◆ Problem statement
Return every record exactly. Omit nothing.

◆ Exercise data

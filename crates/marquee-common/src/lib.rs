//! Marquee-Common: Shared types, constants, and utilities.
//!
//! This crate provides common functionality used across marquee:
//!
//! - **Typed IDs**: Type-safe UUID wrappers for request correlation
//! - **Core Types**: Enums for media types and provider capabilities
//! - **Error Handling**: Common error types and result aliases
//!
//! # Examples
//!
//! ```
//! use marquee_common::{Capability, MediaType, Error, RequestId, Result};
//!
//! // Create typed IDs
//! let request_id = RequestId::new();
//!
//! // Work with media types and capabilities
//! let media_type = MediaType::Movie;
//! let capability = Capability::Catalog;
//!
//! // Use common error types
//! fn example() -> Result<()> {
//!     Err(Error::provider_not_found("tmdb"))
//! }
//! ```

pub mod error;
pub mod ids;
pub mod types;

pub use error::{Error, Result};
pub use ids::*;
pub use types::*;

◆ Completed exercise
filename crates/marquee-common/src/lib.rs
//! Marquee-Common: Shared types, constants, and utilities.
//!
//! This crate provides common functionality used across marquee:
//!
//! - **Typed IDs**: Type-safe UUID wrappers for request correlation
//! - **Core Types**: Enums for media types and provider capabilities
//! - **Error Handling**: Common error types and result aliases
//!
//! # Examples
//!
//! ```
//! use marquee_common::{Capability, MediaType, Error, RequestId, Result};
//!
//! // Create typed IDs
//! let request_id = RequestId::new();
//!
//! // Work with media types and capabilities
//! let media_type = MediaType::Movie;
//! let capability = Capability::Catalog;
//!
//! // Use common error types
//! fn example() -> Result<()> {
//!     Err(Error::provider_not_found("tmdb"))
//! }
//! ```

pub mod error;
pub mod ids;
pub mod types;

pub use error::{Error, Result};
pub use ids::*;
pub use types::*;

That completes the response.